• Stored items
_ _ _ _

//! CSV bar file reader.
//!
//! Expected header: `timestamp,open,high,low,close,volume`, with optional
//! `instrument` and `timeframe` columns. Files without those columns take the
//! adapter's defaults. Rows are returned in file order; ordering and OHLC
//! sanity are enforced later by the market window.

use crate::domain::error::EngineError;
use crate::domain::ohlcv::{Bar, Timeframe};
use chrono::{NaiveDate, NaiveDateTime};
use std::fs;
use std::path::Path;

const TIMESTAMP_FORMATS: [&str; 3] = ["%Y-%m-%d %H:%M:%S", "%Y-%m-%dT%H:%M:%S", "%Y-%m-%d %H:%M"];

pub struct CsvAdapter {
    instrument: String,
    timeframe: Timeframe,
}

struct Columns {
    timestamp: usize,
    instrument: Option<usize>,
    timeframe: Option<usize>,
    open: usize,
    high: usize,
    low: usize,
    close: usize,
    volume: usize,
}

fn source_error(reason: impl Into<String>) -> EngineError {
    EngineError::BarSource {
        reason: reason.into(),
    }
}

impl Columns {
    fn from_headers(headers: &csv::StringRecord) -> Result<Self, EngineError> {
        let find = |name: &str| {
            headers
                .iter()
                .position(|h| h.trim().eq_ignore_ascii_case(name))
        };
        let require = |name: &str| {
            find(name).ok_or_else(|| source_error(format!("missing {} column", name)))
        };
        Ok(Columns {
            timestamp: require("timestamp")?,
            instrument: find("instrument"),
            timeframe: find("timeframe"),
            open: require("open")?,
            high: require("high")?,
            low: require("low")?,
            close: require("close")?,
            volume: require("volume")?,
        })
    }
}

pub fn parse_timestamp(raw: &str) -> Option<NaiveDateTime> {
    let raw = raw.trim();
    TIMESTAMP_FORMATS
        .iter()
        .find_map(|fmt| NaiveDateTime::parse_from_str(raw, fmt).ok())
        .or_else(|| {
            NaiveDate::parse_from_str(raw, "%Y-%m-%d")
                .ok()
                .and_then(|d| d.and_hms_opt(0, 0, 0))
        })
}

impl CsvAdapter {
    pub fn new(instrument: impl Into<String>, timeframe: Timeframe) -> Self {
        Self {
            instrument: instrument.into(),
            timeframe,
        }
    }

    pub fn read_file<P: AsRef<Path>>(&self, path: P) -> Result<Vec<Bar>, EngineError> {
        let path = path.as_ref();
        let content = fs::read_to_string(path)
            .map_err(|e| source_error(format!("failed to read {}: {}", path.display(), e)))?;
        self.read_str(&content)
    }

    pub fn read_str(&self, content: &str) -> Result<Vec<Bar>, EngineError> {
        let mut rdr = csv::ReaderBuilder::new()
            .trim(csv::Trim::All)
            .from_reader(content.as_bytes());
        let headers = rdr
            .headers()
            .map_err(|e| source_error(format!("CSV header error: {}", e)))?
            .clone();
        let cols = Columns::from_headers(&headers)?;

        let mut bars = Vec::new();
        for (i, result) in rdr.records().enumerate() {
            let line = i + 2;
            let record =
                result.map_err(|e| source_error(format!("CSV parse error at line {}: {}", line, e)))?;

            let field = |idx: usize, name: &str| {
                record
                    .get(idx)
                    .ok_or_else(|| source_error(format!("missing {} at line {}", name, line)))
            };
            let number = |idx: usize, name: &str| -> Result<f64, EngineError> {
                field(idx, name)?
                    .parse()
                    .map_err(|e| source_error(format!("invalid {} at line {}: {}", name, line, e)))
            };

            let raw_ts = field(cols.timestamp, "timestamp")?;
            let timestamp = parse_timestamp(raw_ts).ok_or_else(|| {
                source_error(format!("invalid timestamp '{}' at line {}", raw_ts, line))
            })?;
            let instrument = match cols.instrument.and_then(|c| record.get(c)) {
                Some(s) if !s.is_empty() => s.to_uppercase(),
                _ => self.instrument.clone(),
            };
            let timeframe: Timeframe = match cols.timeframe.and_then(|c| record.get(c)) {
                Some(s) if !s.is_empty() => s.parse().map_err(|e: String| {
                    source_error(format!("{} at line {}", e, line))
                })?,
                _ => self.timeframe,
            };

            bars.push(Bar {
                instrument,
                timeframe,
                timestamp,
                open: number(cols.open, "open")?,
                high: number(cols.high, "high")?,
                low: number(cols.low, "low")?,
                close: number(cols.close, "close")?,
                volume: number(cols.volume, "volume")?,
            });
        }

        Ok(bars)
    }
}
fn prediction_factor(prediction: Option<&PredictionScore>, config: &SignalConfig) -> Factor {
    match prediction {
        Some(p) => {
            let weight = match config.conflict_policy {
                ConflictPolicy::IndicatorsOnly => 0.0,
                _ => config.weights.prediction * p.confidence(),
            };
            Factor::available(
                FactorKind::Prediction,
                weight,
                p.vote(config.prediction_dead_zone),
            )
        }
        None => Factor::unavailable(FactorKind::Prediction),
    }
}

fn weighted_mean(factors: &[Factor]) -> Option<f64> {
    let total: f64 = factors.iter().filter(|f| f.available).map(|f| f.weight).sum();
    if total <= 0.0 {
        return None;
    }
    let sum: f64 = factors
        .iter()
        .filter(|f| f.available)
        .map(|f| f.vote * f.weight)
        .sum();
    Some(sum / total)
}

/// Combine indicator votes and the prediction into one signal.
///
/// Pure: the same inputs always produce the same signal.
pub fn aggregate(
    indicators: &IndicatorSnapshot,
    prediction: Option<&PredictionScore>,
    config: &SignalConfig,
) -> Signal {
    let factors = vec![
        trend_factor(indicators, config),
        rsi_factor(indicators, config),
        macd_factor(indicators, config),
        stochastic_factor(indicators, config),
        bollinger_factor(indicators, config),
        support_resistance_factor(indicators, config),
        prediction_factor(prediction, config),
    ];

    let Some(strength) = weighted_mean(&factors) else {
        return Signal {
            direction: Direction::Flat,
            strength: 0.0,
            factors,
        };
    };

    if config.conflict_policy == ConflictPolicy::PredictionVeto {
        let (prediction, indicator_factors): (Vec<Factor>, Vec<Factor>) = factors
            .iter()
            .partition(|f| f.kind == FactorKind::Prediction);
        let consensus = weighted_mean(&indicator_factors).unwrap_or(0.0);
        let prediction_vote = prediction.first().map(|f| f.vote).unwrap_or(0.0);
        if prediction_vote != 0.0 && consensus != 0.0 && prediction_vote.signum() != consensus.signum()
        {
            return Signal {
                direction: Direction::Flat,
                strength: 0.0,
                factors,
            };
        }
    }

    Signal::from_strength(strength, config.dead_zone, factors)
}

#[cfg(test)]
mod tests {
    use super::*;
    use crate::domain::indicator::IndicatorType;
    use approx::assert_relative_eq;

    fn bullish_snapshot() -> IndicatorSnapshot {
        let mut s = IndicatorSnapshot::new(None, Some(100.0));
        s.insert(
            IndicatorRole::SmaFast,
            IndicatorType::Sma(20),
            Some(IndicatorValue::Simple(101.0)),
        );
        s.insert(
            IndicatorRole::SmaSlow,
            IndicatorType::Sma(50),
            Some(IndicatorValue::Simple(99.0)),
        );
        s.insert(
            IndicatorRole::Macd,
            IndicatorType::Macd {
                fast: 12,
                slow: 26,
                signal: 9,
            },
            Some(IndicatorValue::Macd {
                line: 0.5,
                signal: 0.2,
                histogram: 0.3,
            }),
        );
        s
    }

    fn config_with(weights: FactorWeights) -> SignalConfig {
        SignalConfig {
            weights,
            ..SignalConfig::default()
        }
    }

    #[test]
    fn no_available_factors_is_flat_zero() {
        let s = aggregate(&IndicatorSnapshot::default(), None, &SignalConfig::default());
        assert_eq!(s.direction, Direction::Flat);
        assert_eq!(s.strength, 0.0);
        assert!(s.factors.iter().all(|f| !f.available));
    }

    #[test]
    fn inside_dead_zone_is_flat() {
        let s = Signal::from_strength(0.02, 0.05, Vec::new());
        assert_eq!(s.direction, Direction::Flat);
        let s = Signal::from_strength(-0.04, 0.05, Vec::new());
        assert_eq!(s.direction, Direction::Flat);
        let s = Signal::from_strength(0.06, 0.05, Vec::new());
        assert_eq!(s.direction, Direction::Long);
    }

    #[test]
    fn strength_is_clamped() {
        let s = Signal::from_strength(3.0, 0.05, Vec::new());
        assert_eq!(s.strength, 1.0);
        assert_eq!(s.confidence(), 1.0);
        let s = Signal::from_strength(-3.0, 0.05, Vec::new());
        assert_eq!(s.strength, -1.0);
        assert_eq!(s.direction, Direction::Short);
    }

    #[test]
    fn unanimous_bullish_indicators_give_full_long() {
        let s = aggregate(&bullish_snapshot(), None, &SignalConfig::default());
        assert_eq!(s.direction, Direction::Long);
        assert_relative_eq!(s.strength, 1.0);
        assert!(!s.factor(FactorKind::Prediction).unwrap().available);
    }

    #[test]
    fn missing_prediction_redistributes_weight() {
        let weights = FactorWeights {
            trend: 0.3,
            macd: 0.3,
            prediction: 0.4,
            ..FactorWeights::default()
        };
        let mut snap = bullish_snapshot();
        snap.insert(
            IndicatorRole::Macd,
            IndicatorType::Macd {
                fast: 12,
                slow: 26,
                signal: 9,
            },
            Some(IndicatorValue::Macd {
                line: 0.1,
                signal: 0.2,
                histogram: -0.1,
            }),
        );
        // trend +1, macd -1 with equal weights.
        let s = aggregate(&snap, None, &config_with(weights.clone()));
        assert_relative_eq!(s.strength, 0.0);

        let bull = PredictionScore::new(0.8, 1.0);
        let s = aggregate(&snap, Some(&bull), &config_with(weights));
        assert_relative_eq!(s.strength, 0.4);
        assert_eq!(s.direction, Direction::Long);
    }

    #[test]
    fn prediction_weight_scales_with_confidence() {
        let weights = FactorWeights {
            trend: 0.5,
            prediction: 0.5,
            ..FactorWeights::default()
        };
        let mut snap = IndicatorSnapshot::new(None, Some(100.0));
        snap.insert(
            IndicatorRole::SmaFast,
            IndicatorType::Sma(20),
            Some(IndicatorValue::Simple(99.0)),
        );
        snap.insert(
            IndicatorRole::SmaSlow,
            IndicatorType::Sma(50),
            Some(IndicatorValue::Simple(100.0)),
        );
        let bull = PredictionScore::new(0.9, 0.5);
        let s = aggregate(&snap, Some(&bull), &config_with(weights));
        // (-0.5 + 0.25) / 0.75
        assert_relative_eq!(s.strength, -1.0 / 3.0, epsilon = 1e-12);
        assert_relative_eq!(s.factor(FactorKind::Prediction).unwrap().weight, 0.25);
    }

    #[test]
    fn adx_modulates_trend_weight() {
        let mut snap = bullish_snapshot();
        snap.insert(
            IndicatorRole::Adx,
            IndicatorType::Adx(14),
            Some(IndicatorValue::Adx {
                adx: 30.0,
                plus_di: 25.0,
                minus_di: 10.0,
            }),
        );
        let config = SignalConfig::default();
        let s = aggregate(&snap, None, &config);
        assert_relative_eq!(
            s.factor(FactorKind::Trend).unwrap().weight,
            config.weights.trend * 1.5
        );

        snap.insert(
            IndicatorRole::Adx,
            IndicatorType::Adx(14),
            Some(IndicatorValue::Adx {
                adx: 15.0,
                plus_di: 12.0,
                minus_di: 10.0,
            }),
        );
        let s = aggregate(&snap, None, &config);
        assert_relative_eq!(
            s.factor(FactorKind::Trend).unwrap().weight,
            config.weights.trend * 0.5
        );
    }

    #[test]
    fn rsi_and_bollinger_votes() {
        let mut snap = IndicatorSnapshot::new(None, Some(89.0));
        snap.insert(
            IndicatorRole::Rsi,
            IndicatorType::Rsi(14),
            Some(IndicatorValue::Simple(25.0)),
        );
        snap.insert(
            IndicatorRole::Bollinger,
            IndicatorType::Bollinger {
                period: 20,
                stddev_mult_x100: 200,
            },
            Some(IndicatorValue::Bollinger {
                upper: 110.0,
                middle: 100.0,
                lower: 90.0,
            }),
        );
        let s = aggregate(&snap, None, &SignalConfig::default());
        assert_eq!(s.factor(FactorKind::Rsi).unwrap().vote, 1.0);
        assert_eq!(s.factor(FactorKind::Bollinger).unwrap().vote, 1.0);
        assert_eq!(s.direction, Direction::Long);
    }

    #[test]
    fn near_resistance_votes_short() {
        let mut snap = IndicatorSnapshot::new(None, Some(100.0));
        snap.insert(
            IndicatorRole::SupportResistance,
            IndicatorType::SupportResistance {
                window: 20,
                touches: 2,
            },
            Some(IndicatorValue::Levels {
                support: Some(95.0),
                resistance: Some(100.5),
            }),
        );
        let s = aggregate(&snap, None, &SignalConfig::default());
        assert_eq!(s.factor(FactorKind::SupportResistance).unwrap().vote, -1.0);
        assert_eq!(s.direction, Direction::Short);
    }

    #[test]
    fn prediction_veto_forces_flat_on_disagreement() {
        let config = SignalConfig {
            conflict_policy: ConflictPolicy::PredictionVeto,
            ..SignalConfig::default()
        };
        let bear = PredictionScore::new(-0.9, 0.9);
        let s = aggregate(&bullish_snapshot(), Some(&bear), &config);
        assert_eq!(s.direction, Direction::Flat);
        assert_eq!(s.strength, 0.0);

        let bull = PredictionScore::new(0.9, 0.9);
        let s = aggregate(&bullish_snapshot(), Some(&bull), &config);
        assert_eq!(s.direction, Direction::Long);
    }

    #[test]
    fn indicators_only_ignores_prediction_weight() {
        let config = SignalConfig {
            conflict_policy: ConflictPolicy::IndicatorsOnly,
            ..SignalConfig::default()
        };
        let bear = PredictionScore::new(-1.0, 1.0);
        let s = aggregate(&bullish_snapshot(), Some(&bear), &config);
        assert_relative_eq!(s.strength, 1.0);
        let p = s.factor(FactorKind::Prediction).unwrap();
        assert!(p.available);
        assert_eq!(p.weight, 0.0);
    }

    #[test]
    fn aggregate_is_deterministic() {
        let p = PredictionScore::new(0.3, 0.7);
        let config = SignalConfig::default();
        let a = aggregate(&bullish_snapshot(), Some(&p), &config);
        let b = aggregate(&bullish_snapshot(), Some(&p), &config);
        assert_eq!(a, b);
    }

    #[test]
    fn conflict_policy_parses() {
        assert_eq!(
            "prediction_veto".parse::<ConflictPolicy>().unwrap(),
            ConflictPolicy::PredictionVeto
        );
        assert_eq!(
            " Weighted ".parse::<ConflictPolicy>().unwrap(),
            ConflictPolicy::Weighted
        );
        assert!("majority".parse::<ConflictPolicy>().is_err());
    }
}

_ _ _ _

• ACTIVITY
Only the count belongs in your answer, so please work out how many lines of the data contain "domain".

• ANSWER
3